━━ Task data

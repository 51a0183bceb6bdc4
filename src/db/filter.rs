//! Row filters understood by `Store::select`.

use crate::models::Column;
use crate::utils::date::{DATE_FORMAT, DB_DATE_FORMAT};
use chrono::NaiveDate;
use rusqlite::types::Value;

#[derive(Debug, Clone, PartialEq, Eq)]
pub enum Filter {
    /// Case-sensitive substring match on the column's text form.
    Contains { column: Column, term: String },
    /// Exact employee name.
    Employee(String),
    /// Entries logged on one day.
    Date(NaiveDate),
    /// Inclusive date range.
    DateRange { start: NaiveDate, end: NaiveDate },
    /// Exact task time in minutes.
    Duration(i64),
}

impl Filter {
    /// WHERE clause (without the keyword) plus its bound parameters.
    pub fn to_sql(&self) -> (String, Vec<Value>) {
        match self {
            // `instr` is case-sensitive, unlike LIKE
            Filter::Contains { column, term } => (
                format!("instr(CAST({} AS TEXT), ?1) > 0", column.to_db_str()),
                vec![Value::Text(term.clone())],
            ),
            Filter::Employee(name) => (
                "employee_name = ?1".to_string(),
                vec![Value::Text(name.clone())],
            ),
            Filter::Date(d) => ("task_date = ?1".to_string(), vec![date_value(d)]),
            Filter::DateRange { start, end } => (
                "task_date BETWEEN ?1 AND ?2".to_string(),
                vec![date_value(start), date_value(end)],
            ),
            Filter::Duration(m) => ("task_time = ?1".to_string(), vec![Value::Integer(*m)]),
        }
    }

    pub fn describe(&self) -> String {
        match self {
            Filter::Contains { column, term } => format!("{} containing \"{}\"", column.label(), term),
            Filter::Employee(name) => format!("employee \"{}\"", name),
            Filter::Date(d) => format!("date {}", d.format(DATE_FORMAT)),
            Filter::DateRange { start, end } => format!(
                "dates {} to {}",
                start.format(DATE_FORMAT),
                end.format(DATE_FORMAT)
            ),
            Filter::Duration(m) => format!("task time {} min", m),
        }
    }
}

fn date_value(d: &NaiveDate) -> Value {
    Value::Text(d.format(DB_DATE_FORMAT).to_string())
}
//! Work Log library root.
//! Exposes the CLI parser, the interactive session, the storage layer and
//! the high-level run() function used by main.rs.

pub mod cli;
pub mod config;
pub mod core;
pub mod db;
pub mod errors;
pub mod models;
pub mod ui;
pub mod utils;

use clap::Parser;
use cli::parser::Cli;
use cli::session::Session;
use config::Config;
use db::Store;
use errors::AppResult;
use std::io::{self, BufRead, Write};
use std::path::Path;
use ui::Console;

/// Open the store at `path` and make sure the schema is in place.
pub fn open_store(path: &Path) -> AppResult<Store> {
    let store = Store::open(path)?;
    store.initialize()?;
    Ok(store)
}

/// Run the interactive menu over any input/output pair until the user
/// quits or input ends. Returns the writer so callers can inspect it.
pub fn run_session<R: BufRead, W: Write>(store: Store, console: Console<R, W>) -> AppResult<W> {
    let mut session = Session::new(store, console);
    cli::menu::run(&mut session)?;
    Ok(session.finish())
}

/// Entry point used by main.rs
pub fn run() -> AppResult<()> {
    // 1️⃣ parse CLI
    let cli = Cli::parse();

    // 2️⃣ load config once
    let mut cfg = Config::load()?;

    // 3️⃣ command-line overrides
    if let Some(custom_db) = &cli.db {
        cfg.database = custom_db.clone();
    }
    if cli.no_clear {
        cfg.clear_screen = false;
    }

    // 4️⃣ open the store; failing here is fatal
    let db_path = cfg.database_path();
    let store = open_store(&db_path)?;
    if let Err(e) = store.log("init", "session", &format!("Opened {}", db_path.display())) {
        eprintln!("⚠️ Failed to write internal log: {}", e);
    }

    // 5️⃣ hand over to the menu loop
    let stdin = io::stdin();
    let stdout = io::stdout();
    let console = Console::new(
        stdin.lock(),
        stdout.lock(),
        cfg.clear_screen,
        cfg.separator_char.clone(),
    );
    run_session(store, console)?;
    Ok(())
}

━━━━

The task | Repeat the data exactly. Leave nothing out.

Answer to the exercise |
repository 51a0183bceb6bdc4
filename src/db/filter.rs
//! Row filters understood by `Store::select`.

use crate::models::Column;
use crate::utils::date::{DATE_FORMAT, DB_DATE_FORMAT};
use chrono::NaiveDate;
use rusqlite::types::Value;

#[derive(Debug, Clone, PartialEq, Eq)]
pub enum Filter {
    /// Case-sensitive substring match on the column's text form.
    Contains { column: Column, term: String },
    /// Exact employee name.
    Employee(String),
    /// Entries logged on one day.
    Date(NaiveDate),
    /// Inclusive date range.
    DateRange { start: NaiveDate, end: NaiveDate },
    /// Exact task time in minutes.
    Duration(i64),
}

impl Filter {
    /// WHERE clause (without the keyword) plus its bound parameters.
    pub fn to_sql(&self) -> (String, Vec<Value>) {
        match self {
            // `instr` is case-sensitive, unlike LIKE
            Filter::Contains { column, term } => (
                format!("instr(CAST({} AS TEXT), ?1) > 0", column.to_db_str()),
                vec![Value::Text(term.clone())],
            ),
            Filter::Employee(name) => (
                "employee_name = ?1".to_string(),
                vec![Value::Text(name.clone())],
            ),
            Filter::Date(d) => ("task_date = ?1".to_string(), vec![date_value(d)]),
            Filter::DateRange { start, end } => (
                "task_date BETWEEN ?1 AND ?2".to_string(),
                vec![date_value(start), date_value(end)],
            ),
            Filter::Duration(m) => ("task_time = ?1".to_string(), vec![Value::Integer(*m)]),
        }
    }

    pub fn describe(&self) -> String {
        match self {
            Filter::Contains { column, term } => format!("{} containing \"{}\"", column.label(), term),
            Filter::Employee(name) => format!("employee \"{}\"", name),
            Filter::Date(d) => format!("date {}", d.format(DATE_FORMAT)),
            Filter::DateRange { start, end } => format!(
                "dates {} to {}",
                start.format(DATE_FORMAT),
                end.format(DATE_FORMAT)
            ),
            Filter::Duration(m) => format!("task time {} min", m),
        }
    }
}

fn date_value(d: &NaiveDate) -> Value {
    Value::Text(d.format(DB_DATE_FORMAT).to_string())
}
//! Work Log library root.
//! Exposes the CLI parser, the interactive session, the storage layer and
//! the high-level run() function used by main.rs.

pub mod cli;
pub mod config;
pub mod core;
pub mod db;
pub mod errors;
pub mod models;
pub mod ui;
pub mod utils;

use clap::Parser;
use cli::parser::Cli;
use cli::session::Session;
use config::Config;
use db::Store;
use errors::AppResult;
use std::io::{self, BufRead, Write};
use std::path::Path;
use ui::Console;

/// Open the store at `path` and make sure the schema is in place.
pub fn open_store(path: &Path) -> AppResult<Store> {
    let store = Store::open(path)?;
    store.initialize()?;
    Ok(store)
}

/// Run the interactive menu over any input/output pair until the user
/// quits or input ends. Returns the writer so callers can inspect it.
pub fn run_session<R: BufRead, W: Write>(store: Store, console: Console<R, W>) -> AppResult<W> {
    let mut session = Session::new(store, console);
    cli::menu::run(&mut session)?;
    Ok(session.finish())
}

/// Entry point used by main.rs
pub fn run() -> AppResult<()> {
    // 1️⃣ parse CLI
    let cli = Cli::parse();

    // 2️⃣ load config once
    let mut cfg = Config::load()?;

    // 3️⃣ command-line overrides
    if let Some(custom_db) = &cli.db {
        cfg.database = custom_db.clone();
    }
    if cli.no_clear {
        cfg.clear_screen = false;
    }

    // 4️⃣ open the store; failing here is fatal
    let db_path = cfg.database_path();
    let store = open_store(&db_path)?;
    if let Err(e) = store.log("init", "session", &format!("Opened {}", db_path.display())) {
        eprintln!("⚠️ Failed to write internal log: {}", e);
    }

    // 5️⃣ hand over to the menu loop
    let stdin = io::stdin();
    let stdout = io::stdout();
    let console = Console::new(
        stdin.lock(),
        stdout.lock(),
        cfg.clear_screen,
        cfg.separator_char.clone(),
    );
    run_session(store, console)?;
    Ok(())
}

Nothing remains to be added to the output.